Summer came with a sense of relief. To a child, the break from school seemed longer than it actually was: the last week or so of June, all of July and August before the bell rang the day after Labor Day, about ten weeks. In childhood, the days seemed longer, and July and August had 31 days, they were two of “the long months,” as I used to call them, dreary, the slog of drudgery in January and March, but wonderful in the care-free summer. Daylight lasted longer in the summer, from as early as I could get up to nearly as late as I could stay up. And summer nights were glorious with fireflies, ladybugs, and heat, the cold white stars, the sky like a Black celestial prairie. Sex and innocence were infused with animal energy and the passivity of peace, the stillness and rhythmic rocking of houses without air conditioning, breathing its inhabitants in and out like lungs.
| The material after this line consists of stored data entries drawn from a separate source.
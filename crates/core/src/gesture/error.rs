//! Gesture capture and scoring errors

use core::fmt;

/// Errors from gesture buffers, capture transitions and scoring
#[derive(Debug, Clone, Copy, PartialEq, Eq)]
pub enum GestureError {
    /// Unlock requested before any gesture was recorded
    NoRecording,
    /// Buffer holds fewer samples than its configured length
    Incomplete {
        /// Samples currently held
        len: usize,
        /// Configured gesture length
        expected: usize,
    },
    /// Sequences being compared differ in length
    LengthMismatch {
        /// Length of the first sequence
        left: usize,
        /// Length of the second sequence
        right: usize,
    },
    /// Sequences being compared contain no samples
    Empty,
    /// Sample pushed into a buffer that is already complete
    BufferFull,
}

impl fmt::Display for GestureError {
    fn fmt(&self, f: &mut fmt::Formatter<'_>) -> fmt::Result {
        match self {
            GestureError::NoRecording => write!(f, "no gesture has been recorded"),
            GestureError::Incomplete { len, expected } => {
                write!(f, "gesture incomplete: {} of {} samples", len, expected)
            }
            GestureError::LengthMismatch { left, right } => {
                write!(f, "gesture length mismatch: {} vs {}", left, right)
            }
            GestureError::Empty => write!(f, "gesture contains no samples"),
            GestureError::BufferFull => write!(f, "gesture buffer already complete"),
        }
    }
}
//! Control Loop Parameter Definitions
//!
//! # Parameters
//!
//! - `LOOP_PERIOD_MS` - Period of the sampling loop (milliseconds)

use super::error::ParameterError;
use super::storage::{ParamValue, ParameterStore};

/// Default loop period (40 Hz)
const DEFAULT_PERIOD_MS: u32 = 25;

const MIN_PERIOD_MS: i32 = 1;
const MAX_PERIOD_MS: i32 = 1000;

/// Sampling loop parameters
#[derive(Debug, Clone, Copy, PartialEq, Eq)]
pub struct LoopParams {
    /// Delay between control ticks in milliseconds
    pub period_ms: u32,
}

impl Default for LoopParams {
    fn default() -> Self {
        Self {
            period_ms: DEFAULT_PERIOD_MS,
        }
    }
}

impl LoopParams {
    /// Register loop parameters with default values
    pub fn register_defaults(store: &mut ParameterStore) -> Result<(), ParameterError> {
        store.register("LOOP_PERIOD_MS", ParamValue::Int(DEFAULT_PERIOD_MS as i32))
    }

    /// Load loop parameters from parameter store
    pub fn from_store(store: &ParameterStore) -> Self {
        let period_ms = match store.get("LOOP_PERIOD_MS") {
            Some(ParamValue::Int(v)) => (*v).clamp(MIN_PERIOD_MS, MAX_PERIOD_MS) as u32,
            _ => DEFAULT_PERIOD_MS,
        };
        Self { period_ms }
    }
}

#[cfg(test)]
mod tests {
    use super::*;

    #[test]
    fn test_loop_params_defaults() {
        let mut store = ParameterStore::new();
        LoopParams::register_defaults(&mut store).unwrap();
        assert_eq!(LoopParams::from_store(&store).period_ms, 25);
    }

    #[test]
    fn test_loop_params_clamp() {
        let mut store = ParameterStore::new();
        LoopParams::register_defaults(&mut store).unwrap();
        store.set("LOOP_PERIOD_MS", ParamValue::Int(0)).unwrap();
        assert_eq!(LoopParams::from_store(&store).period_ms, 1);
    }
}
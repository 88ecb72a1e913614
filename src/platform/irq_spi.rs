//! Interrupt-completed SPI backend
//!
//! For peripherals driven directly rather than through a blocking HAL call.
//! The exchange is started, the interrupt handler signals a shared
//! [`CompletionFlag`], and the issuing context waits on that flag for at
//! most `SpiConfig::timeout_us`. A stuck exchange is cancelled and reported
//! as `SpiError::Timeout`.
//!
//! ```ignore
//! static SPI_DONE: CompletionFlag = CompletionFlag::new();
//!
//! #[interrupt]
//! fn SPI0_IRQ() {
//!     SPI_DONE.signal();
//! }
//!
//! let spi = InterruptSpi::new(peripheral, timer, &SPI_DONE, SpiConfig::default());
//! ```

use crate::platform::completion::CompletionFlag;
use crate::platform::error::{PlatformError, SpiError};
use crate::platform::traits::{SpiConfig, SpiInterface, TimerInterface};
use crate::platform::Result;

/// Register-level access to an SPI peripheral
///
/// `begin` only starts the exchange. Completion is reported from the
/// peripheral's interrupt through the flag handed to [`InterruptSpi`].
pub trait SpiPeripheral {
    /// Start clocking out `write`, capturing the same number of bytes
    fn begin(&mut self, write: &[u8]) -> Result<()>;

    /// Copy the bytes received by the last completed exchange
    fn collect(&mut self, read: &mut [u8]) -> Result<()>;

    /// Abort an exchange that never completed
    fn cancel(&mut self);
}

/// `SpiInterface` over an interrupt-completed peripheral
pub struct InterruptSpi<'a, P, T> {
    peripheral: P,
    timer: T,
    done: &'a CompletionFlag,
    config: SpiConfig,
}

impl<'a, P: SpiPeripheral, T: TimerInterface> InterruptSpi<'a, P, T> {
    /// # Arguments
    ///
    /// * `peripheral` - Configured SPI peripheral
    /// * `timer` - Time source for the bounded wait
    /// * `done` - Flag signalled by the peripheral's interrupt handler
    /// * `config` - Settings the peripheral was built with
    pub fn new(peripheral: P, timer: T, done: &'a CompletionFlag, config: SpiConfig) -> Self {
        Self {
            peripheral,
            timer,
            done,
            config,
        }
    }

    pub fn peripheral(&self) -> &P {
        &self.peripheral
    }

    /// Recover the peripheral and timer
    pub fn release(self) -> (P, T) {
        (self.peripheral, self.timer)
    }

    fn exchange(&mut self, write: &[u8]) -> Result<()> {
        self.done.reset();
        self.peripheral.begin(write)?;

        if let Err(e) = self.done.wait(&mut self.timer, self.config.timeout_us) {
            self.peripheral.cancel();
            crate::log_warn!("SPI exchange did not complete");
            return Err(e);
        }
        Ok(())
    }
}

impl<P: SpiPeripheral, T: TimerInterface> SpiInterface for InterruptSpi<'_, P, T> {
    fn transfer(&mut self, write_buffer: &[u8], read_buffer: &mut [u8]) -> Result<()> {
        if write_buffer.len() != read_buffer.len() {
            return Err(PlatformError::Spi(SpiError::LengthMismatch));
        }

        self.exchange(write_buffer)?;
        self.peripheral.collect(read_buffer)
    }

    fn write(&mut self, data: &[u8]) -> Result<()> {
        self.exchange(data)
    }

    fn config(&self) -> SpiConfig {
        self.config
    }
}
The city was spangled with transistor noise, fresh light air plumed with the scent of the heat-rotted. The sensuous was languid yet overpowering in its attraction while also like something that had somehow spoiled a bit. Sidewalks hot like ovens when my PF Flyers hummed across them, light and airy, in a show to sweaty, leggy girls. Despite being a child, you were aware of yourself in some inchoate way as a sexual being, at least in its embryonic stage: a pleasure hunter. The world felt without end because I felt without end. Summer was the endless season, or the myth of the endless season.
As soon as it hit us that we were free of school, interest in all things related to school ceased because, for a while, school itself ceased to exist.
As a boy, summers did not end for me, they kind of wore themselves out, sputtered like a car out of gas as the season came to a close and school loomed. Summer spent me in a way and the afterglow became numbing and exhausting or sort of flattening after a time. It was like spending a season in the tropics, the tropics of one’s imagination.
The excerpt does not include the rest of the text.